What struck me immediately was how the colours of the landscape had changed. Previously the hillsides were dotted with terracotta and golden-brown dwellings, but now the whole area was covered with corrugated iron roofs and brightly coloured tarpaulins which reflected the sun. There were also many blue tents, such as our temporary health post. The hillsides are scarred by many huge landslides which almost look like waterfalls. It must have been truly terrifying to have been in the area whilst the landslides were happening.
On my third morning we experienced another earthquake which I believe registered at 5.3 on the Richter scale. This unfortunately caused some further damage to the health post at Dhuskot.
I was amazed and humbled by the resilience of the villagers. It is notable that they are living with the real possibility of further earthquakes which must make it difficult to contemplate rebuilding.
I met a young girl who had been dug out of the rubble of her house following the earthquake in May, and I heard and saw numerous vivid descriptions and mimes of what it had felt like to be in the earthquake. I don’t think that I had previously appreciated how quickly the damage had been caused.
I also had lots of time to see first-hand the excellent work that PHASE are engaged in. The local people were full of praise for the help that they received, particularly in the days following the earthquake. I was told how, immediately following the disaster, many people only had the clothes that they were wearing. They explained that, at this time, it was also raining and there was no shelter or food. Yet, within only a few days, PHASE had managed to provide food and clothing.

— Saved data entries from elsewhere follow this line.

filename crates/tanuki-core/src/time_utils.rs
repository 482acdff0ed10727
/// Returns the current Unix timestamp in milliseconds.
pub fn current_unix_timestamp_ms() -> u64 {
    std::time::SystemTime::now()
        .duration_since(std::time::UNIX_EPOCH)
        .unwrap_or_default()
        .as_millis()
        .try_into()
        .unwrap_or(u64::MAX)
}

I spent the following days attending the daily clinics with the PHASE staff. We also visited several schools and went to villages to give training in health education. In Kalleri, a nearby village, we met Janak, Deepika and Newton, a group of PHASE health workers. They introduced themselves to me and then proceeded to talk about antenatal and postnatal care and encouraging local women to attend the clinic for check-ups.
I also spent time with Pratap who told me all about the PHASE seed distribution programme. Being a keen gardener I was interested to see the variety of crops being grown on small plots of land and, of course, enjoyed eating them too! We also discussed the work that is being done to teach different methods of horticulture in other PHASE project areas.

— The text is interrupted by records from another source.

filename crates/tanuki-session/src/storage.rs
//! Backing stores for the session manager.

use std::path::{Path, PathBuf};
use std::sync::{Arc, Mutex, PoisonError};

use anyhow::{Context, Result};

use crate::legacy::decode_records;
use crate::model::Session;

#[derive(Debug, Clone, Default)]
pub struct LoadedSessions {
    pub sessions: Vec<Session>,
    /// Records converted from the single-session-per-issue schema.
    pub upgraded_records: usize,
}

/// Durable storage for the full session store.
pub trait SessionStorage: Send + Sync {
    fn load(&self) -> Result<LoadedSessions>;

    fn persist(&self, sessions: &[Session]) -> Result<()>;

    fn describe(&self) -> String;
}

fn encode_sessions(sessions: &[Session]) -> Result<String> {
    let mut payload =
        serde_json::to_string_pretty(sessions).context("failed to serialize session store")?;
    payload.push('\n');
    Ok(payload)
}

#[derive(Debug, Clone)]
/// JSON file store written with temp-file + rename.
pub struct FileSessionStorage {
    path: PathBuf,
}

impl FileSessionStorage {
    pub fn new(path: impl Into<PathBuf>) -> Self {
        Self { path: path.into() }
    }

    pub fn path(&self) -> &Path {
        &self.path
    }

    fn quarantine_unreadable_file(&self) -> Option<PathBuf> {
        let file_name = self.path.file_name()?.to_string_lossy().to_string();
        let backup = self.path.with_file_name(format!(
            "{file_name}.corrupt-{}",
            tanuki_core::current_unix_timestamp_ms()
        ));
        std::fs::rename(&self.path, &backup).ok()?;
        Some(backup)
    }
}

impl SessionStorage for FileSessionStorage {
    fn load(&self) -> Result<LoadedSessions> {
        if !self.path.exists() {
            return Ok(LoadedSessions::default());
        }
        let raw = std::fs::read_to_string(&self.path)
            .with_context(|| format!("failed to read session store {}", self.path.display()))?;
        match decode_records(&raw) {
            Ok(decoded) => Ok(LoadedSessions {
                sessions: decoded.sessions,
                upgraded_records: decoded.upgraded,
            }),
            Err(error) => {
                let backup = self.quarantine_unreadable_file();
                tracing::warn!(
                    path = %self.path.display(),
                    backup = backup.as_deref().map(|path| path.display().to_string()).unwrap_or_default(),
                    error = %error,
                    "failed to parse session store (starting fresh)"
                );
                Ok(LoadedSessions::default())
            }
        }
    }

    fn persist(&self, sessions: &[Session]) -> Result<()> {
        let payload = encode_sessions(sessions)?;
        tanuki_core::write_text_atomic(&self.path, &payload)
            .with_context(|| format!("failed to write session store {}", self.path.display()))
    }

    fn describe(&self) -> String {
        format!("file:{}", self.path.display())
    }
}

#[derive(Debug, Default)]
struct MemoryState {
    payload: String,
    persist_count: usize,
}

#[derive(Debug, Clone, Default)]
/// In-memory store holding the same JSON payload the file store would write.
pub struct MemorySessionStorage {
    state: Arc<Mutex<MemoryState>>,
}

impl MemorySessionStorage {
    pub fn new() -> Self {
        Self::default()
    }

    /// Store pre-seeded with a raw JSON payload.
    pub fn from_json(payload: impl Into<String>) -> Self {
        Self {
            state: Arc::new(Mutex::new(MemoryState {
                payload: payload.into(),
                persist_count: 0,
            })),
        }
    }

    pub fn payload(&self) -> String {
        self.state
            .lock()
            .unwrap_or_else(PoisonError::into_inner)
            .payload
            .clone()
    }

    pub fn persist_count(&self) -> usize {
        self.state
            .lock()
            .unwrap_or_else(PoisonError::into_inner)
            .persist_count
    }
}

impl SessionStorage for MemorySessionStorage {
    fn load(&self) -> Result<LoadedSessions> {
        let payload = self.payload();
        let decoded = decode_records(&payload).context("failed to parse in-memory session store")?;
        Ok(LoadedSessions {
            sessions: decoded.sessions,
            upgraded_records: decoded.upgraded,
        })
    }

    fn persist(&self, sessions: &[Session]) -> Result<()> {
        let payload = encode_sessions(sessions)?;
        let mut state = self.state.lock().unwrap_or_else(PoisonError::into_inner);
        state.payload = payload;
        state.persist_count += 1;
        Ok(())
    }

    fn describe(&self) -> String {
        "memory".to_string()
    }
}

In the evenings I was asked to give tutorials on all sorts of health conditions to Deepika, Newton and Janak. We discussed cases that we had seen during the day and many topics about which they wished to know more. They were very enthusiastic, keen to learn and fun to teach.
The PHASE staff have an excellent relationship with the local community. They work hard and are very much appreciated. They were incredibly welcoming to me and thirsty for knowledge and I feel very privileged to have been able to spend this time in Fulpingkot, and also to meet up with old friends.